Given records —

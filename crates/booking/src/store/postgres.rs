use async_trait::async_trait;
use chrono::{DateTime, Utc};
use common::{BookingId, EventId, Money, TicketId, UserId};
use sqlx::{PgPool, Postgres, Row, Transaction, postgres::PgRow};
use uuid::Uuid;

use crate::aggregate::Booking;
use crate::catalog::{Event, InventoryItem};
use crate::error::{BookingError, Result};
use crate::state::BookingStatus;
use crate::store::{BookingFilter, BookingStore, BookingTx};

const TICKET_COLUMNS: &str = "id, event_id, category, price_minor, quota";
const BOOKING_COLUMNS: &str =
    "id, user_id, event_id, ticket_id, quantity, total_minor, status, expires_at, created_at";

/// PostgreSQL-backed booking store.
#[derive(Clone)]
pub struct PostgresBookingStore {
    pool: PgPool,
}

impl PostgresBookingStore {
    /// Creates a new PostgreSQL booking store.
    pub fn new(pool: PgPool) -> Self {
        Self { pool }
    }

    /// Gets a reference to the underlying connection pool.
    pub fn pool(&self) -> &PgPool {
        &self.pool
    }

    /// Runs the booking schema migrations.
    pub async fn run_migrations(&self) -> Result<()> {
        sqlx::migrate!("../../migrations/booking")
            .run(&self.pool)
            .await?;
        Ok(())
    }

    fn row_to_event(row: PgRow) -> Result<Event> {
        Ok(Event {
            id: EventId::from_uuid(row.try_get::<Uuid, _>("id")?),
            name: row.try_get("name")?,
            description: row.try_get("description")?,
            event_date: row.try_get("event_date")?,
            created_at: row.try_get("created_at")?,
        })
    }

    fn row_to_ticket(row: PgRow) -> Result<InventoryItem> {
        let quota: i32 = row.try_get("quota")?;
        Ok(InventoryItem {
            id: TicketId::from_uuid(row.try_get::<Uuid, _>("id")?),
            event_id: EventId::from_uuid(row.try_get::<Uuid, _>("event_id")?),
            category: row.try_get("category")?,
            price: Money::from_minor(row.try_get("price_minor")?),
            quota: u32::try_from(quota)
                .map_err(|_| BookingError::CorruptRow(format!("negative quota {quota}")))?,
        })
    }

    fn row_to_booking(row: PgRow) -> Result<Booking> {
        let quantity: i32 = row.try_get("quantity")?;
        let status: String = row.try_get("status")?;
        Ok(Booking {
            id: BookingId::from_uuid(row.try_get::<Uuid, _>("id")?),
            user_id: UserId::from_uuid(row.try_get::<Uuid, _>("user_id")?),
            event_id: EventId::from_uuid(row.try_get::<Uuid, _>("event_id")?),
            ticket_id: TicketId::from_uuid(row.try_get::<Uuid, _>("ticket_id")?),
            quantity: u32::try_from(quantity)
                .map_err(|_| BookingError::CorruptRow(format!("negative quantity {quantity}")))?,
            total_amount: Money::from_minor(row.try_get("total_minor")?),
            status: status.parse().map_err(BookingError::CorruptRow)?,
            expires_at: row.try_get("expires_at")?,
            created_at: row.try_get("created_at")?,
        })
    }
}

/// Transaction over a [`PostgresBookingStore`]. Rolls back on drop.
pub struct PostgresTx {
    tx: Transaction<'static, Postgres>,
}

#[async_trait]
impl BookingTx for PostgresTx {
    async fn lock_ticket(&mut self, id: TicketId) -> Result<Option<InventoryItem>> {
        let row = sqlx::query(&format!(
            "SELECT {TICKET_COLUMNS} FROM tickets WHERE id = $1 FOR UPDATE"
        ))
        .bind(id.as_uuid())
        .fetch_optional(&mut *self.tx)
        .await?;

        row.map(PostgresBookingStore::row_to_ticket).transpose()
    }

    async fn adjust_quota(&mut self, id: TicketId, delta: i64) -> Result<InventoryItem> {
        let row = sqlx::query(&format!(
            r#"
            UPDATE tickets SET quota = quota + $2
            WHERE id = $1 AND quota + $2 >= 0
            RETURNING {TICKET_COLUMNS}
            "#
        ))
        .bind(id.as_uuid())
        .bind(delta)
        .fetch_optional(&mut *self.tx)
        .await?;

        if let Some(row) = row {
            return PostgresBookingStore::row_to_ticket(row);
        }

        // Nothing updated: either the row is gone or the quota would go negative.
        match self.lock_ticket(id).await? {
            None => Err(BookingError::TicketNotFound(id)),
            Some(item) => Err(BookingError::InsufficientQuota {
                requested: u32::try_from(-delta).unwrap_or(u32::MAX),
                available: item.quota,
            }),
        }
    }

    async fn lock_booking(&mut self, id: BookingId) -> Result<Option<Booking>> {
        let row = sqlx::query(&format!(
            "SELECT {BOOKING_COLUMNS} FROM bookings WHERE id = $1 FOR UPDATE"
        ))
        .bind(id.as_uuid())
        .fetch_optional(&mut *self.tx)
        .await?;

        row.map(PostgresBookingStore::row_to_booking).transpose()
    }

    async fn insert_booking(&mut self, booking: &Booking) -> Result<()> {
        let quantity = i32::try_from(booking.quantity)
            .map_err(|_| BookingError::InvalidInput("quantity too large".to_string()))?;

        sqlx::query(
            r#"
            INSERT INTO bookings (id, user_id, event_id, ticket_id, quantity, total_minor, status, expires_at, created_at)
            VALUES ($1, $2, $3, $4, $5, $6, $7, $8, $9)
            "#,
        )
        .bind(booking.id.as_uuid())
        .bind(booking.user_id.as_uuid())
        .bind(booking.event_id.as_uuid())
        .bind(booking.ticket_id.as_uuid())
        .bind(quantity)
        .bind(booking.total_amount.minor())
        .bind(booking.status.as_str())
        .bind(booking.expires_at)
        .bind(booking.created_at)
        .execute(&mut *self.tx)
        .await?;

        Ok(())
    }

    async fn set_booking_status(&mut self, id: BookingId, status: BookingStatus) -> Result<()> {
        let result = sqlx::query("UPDATE bookings SET status = $2 WHERE id = $1")
            .bind(id.as_uuid())
            .bind(status.as_str())
            .execute(&mut *self.tx)
            .await?;

        if result.rows_affected() == 0 {
            return Err(BookingError::BookingNotFound(id));
        }
        Ok(())
    }

    async fn commit(self) -> Result<()> {
        self.tx.commit().await?;
        Ok(())
    }
}

#[async_trait]
impl BookingStore for PostgresBookingStore {
    type Tx = PostgresTx;

    async fn begin(&self) -> Result<PostgresTx> {
        Ok(PostgresTx {
            tx: self.pool.begin().await?,
        })
    }

    async fn get_event(&self, id: EventId) -> Result<Option<Event>> {
        let row = sqlx::query(
            "SELECT id, name, description, event_date, created_at FROM events WHERE id = $1",
        )
        .bind(id.as_uuid())
        .fetch_optional(&self.pool)
        .await?;

        row.map(Self::row_to_event).transpose()
    }

    async fn list_events(&self) -> Result<Vec<Event>> {
        let rows = sqlx::query(
            "SELECT id, name, description, event_date, created_at FROM events ORDER BY event_date ASC",
        )
        .fetch_all(&self.pool)
        .await?;

        rows.into_iter().map(Self::row_to_event).collect()
    }

    async fn get_ticket(&self, id: TicketId) -> Result<Option<InventoryItem>> {
        let row = sqlx::query(&format!("SELECT {TICKET_COLUMNS} FROM tickets WHERE id = $1"))
            .bind(id.as_uuid())
            .fetch_optional(&self.pool)
            .await?;

        row.map(Self::row_to_ticket).transpose()
    }

    async fn list_tickets_for_event(&self, event_id: EventId) -> Result<Vec<InventoryItem>> {
        let rows = sqlx::query(&format!(
            "SELECT {TICKET_COLUMNS} FROM tickets WHERE event_id = $1 ORDER BY category ASC"
        ))
        .bind(event_id.as_uuid())
        .fetch_all(&self.pool)
        .await?;

        rows.into_iter().map(Self::row_to_ticket).collect()
    }

    async fn get_booking(&self, id: BookingId) -> Result<Option<Booking>> {
        let row = sqlx::query(&format!("SELECT {BOOKING_COLUMNS} FROM bookings WHERE id = $1"))
            .bind(id.as_uuid())
            .fetch_optional(&self.pool)
            .await?;

        row.map(Self::row_to_booking).transpose()
    }

    async fn list_bookings(&self, filter: BookingFilter) -> Result<Vec<Booking>> {
        let rows = sqlx::query(&format!(
            r#"
            SELECT {BOOKING_COLUMNS} FROM bookings
            WHERE $1::uuid IS NULL OR user_id = $1
            ORDER BY created_at DESC
            "#
        ))
        .bind(filter.user_id.map(|u| u.as_uuid()))
        .fetch_all(&self.pool)
        .await?;

        rows.into_iter().map(Self::row_to_booking).collect()
    }

    async fn find_overdue(&self, now: DateTime<Utc>) -> Result<Vec<BookingId>> {
        let ids: Vec<Uuid> = sqlx::query_scalar(
            r#"
            SELECT id FROM bookings
            WHERE status = 'PENDING' AND expires_at <= $1
            ORDER BY expires_at ASC
            "#,
        )
        .bind(now)
        .fetch_all(&self.pool)
        .await?;

        Ok(ids.into_iter().map(BookingId::from_uuid).collect())
    }

    async fn insert_event(&self, event: &Event) -> Result<()> {
        sqlx::query(
            r#"
            INSERT INTO events (id, name, description, event_date, created_at)
            VALUES ($1, $2, $3, $4, $5)
            "#,
        )
        .bind(event.id.as_uuid())
        .bind(&event.name)
        .bind(&event.description)
        .bind(event.event_date)
        .bind(event.created_at)
        .execute(&self.pool)
        .await?;

        Ok(())
    }

    async fn insert_ticket(&self, item: &InventoryItem) -> Result<()> {
        let quota = i32::try_from(item.quota)
            .map_err(|_| BookingError::InvalidInput("quota too large".to_string()))?;

        sqlx::query(
            r#"
            INSERT INTO tickets (id, event_id, category, price_minor, quota)
            VALUES ($1, $2, $3, $4, $5)
            "#,
        )
        .bind(item.id.as_uuid())
        .bind(item.event_id.as_uuid())
        .bind(&item.category)
        .bind(item.price.minor())
        .bind(quota)
        .execute(&self.pool)
        .await
        .map_err(|e| match e {
            sqlx::Error::Database(ref db_err)
                if db_err.constraint() == Some("tickets_event_id_fkey") =>
            {
                BookingError::EventNotFound(item.event_id)
            }
            other => BookingError::Database(other),
        })?;

        Ok(())
    }
}
//! Booking creation, lookup and status endpoints.

use std::sync::Arc;

use axum::Json;
use axum::extract::rejection::JsonRejection;
use axum::extract::{Path, Query, State};
use axum::http::{HeaderMap, StatusCode, header};
use booking::{Booking, BookingFilter, BookingStatus, BookingStore, CreateBooking};
use common::{BookingId, EventId, TicketId, UserId};
use serde::Deserialize;

use super::parse_id;
use crate::AppState;
use crate::error::ApiError;

// -- Request types --

#[derive(Debug, Deserialize)]
pub struct CreateBookingRequest {
    #[serde(default)]
    pub event_id: String,
    #[serde(default)]
    pub ticket_id: String,
    #[serde(default)]
    pub quantity: i64,
}

#[derive(Debug, Deserialize)]
pub struct ListBookingsQuery {
    pub user_id: Option<String>,
}

#[derive(Debug, Deserialize)]
pub struct UpdateStatusRequest {
    #[serde(default)]
    pub status: String,
}

// -- Handlers --

/// POST /bookings: reserve tickets for the authenticated caller.
#[tracing::instrument(skip_all)]
pub async fn create<S: BookingStore + 'static>(
    State(state): State<Arc<AppState<S>>>,
    headers: HeaderMap,
    body: Result<Json<CreateBookingRequest>, JsonRejection>,
) -> Result<(StatusCode, Json<Booking>), ApiError> {
    let authorization = headers
        .get(header::AUTHORIZATION)
        .and_then(|v| v.to_str().ok())
        .filter(|v| !v.trim().is_empty())
        .ok_or_else(|| ApiError::Unauthorized("Authorization token is required".to_string()))?;
    let user_id: UserId = state.identity.authenticate(authorization).await?;

    let Json(req) = body.map_err(|_| ApiError::BadRequest("Invalid request body".to_string()))?;
    if req.event_id.is_empty() || req.ticket_id.is_empty() || req.quantity <= 0 {
        return Err(ApiError::BadRequest(
            "All fields are required and must be valid".to_string(),
        ));
    }
    let quantity = u32::try_from(req.quantity)
        .map_err(|_| ApiError::BadRequest("quantity is too large".to_string()))?;
    let event_id: EventId = parse_id("event ID", &req.event_id)?;
    let ticket_id: TicketId = parse_id("ticket ID", &req.ticket_id)?;

    let booking = state
        .coordinator
        .create_booking(CreateBooking::new(user_id, event_id, ticket_id, quantity))
        .await?;

    Ok((StatusCode::CREATED, Json(booking)))
}

/// GET /bookings: all bookings, newest first, optionally for one user.
#[tracing::instrument(skip(state))]
pub async fn list<S: BookingStore + 'static>(
    State(state): State<Arc<AppState<S>>>,
    Query(query): Query<ListBookingsQuery>,
) -> Result<Json<Vec<Booking>>, ApiError> {
    let filter = match query.user_id.as_deref().filter(|id| !id.is_empty()) {
        Some(raw) => BookingFilter::for_user(parse_id("user ID", raw)?),
        None => BookingFilter::all(),
    };

    Ok(Json(state.coordinator.list_bookings(filter).await?))
}

/// GET /bookings/{id}
#[tracing::instrument(skip(state))]
pub async fn get<S: BookingStore + 'static>(
    State(state): State<Arc<AppState<S>>>,
    Path(id): Path<String>,
) -> Result<Json<Booking>, ApiError> {
    let booking_id: BookingId = parse_id("booking ID", &id)?;
    Ok(Json(state.coordinator.get_booking(booking_id).await?))
}

/// PUT /bookings/{id}/status: client-requested transition out of `PENDING`.
#[tracing::instrument(skip(state, body))]
pub async fn update_status<S: BookingStore + 'static>(
    State(state): State<Arc<AppState<S>>>,
    Path(id): Path<String>,
    body: Result<Json<UpdateStatusRequest>, JsonRejection>,
) -> Result<Json<Booking>, ApiError> {
    let booking_id: BookingId = parse_id("booking ID", &id)?;
    let Json(req) = body.map_err(|_| ApiError::BadRequest("Invalid request body".to_string()))?;
    if req.status.is_empty() {
        return Err(ApiError::BadRequest("Status is required".to_string()));
    }
    let target: BookingStatus = req.status.parse().map_err(ApiError::BadRequest)?;

    let booking = state
        .coordinator
        .change_booking_status(booking_id, target)
        .await?;

    Ok(Json(booking))
}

Your instructions — The answer must be a single number: the count of lines in the entries above that contain "CreateBookingRequest".

Answer to this task — 2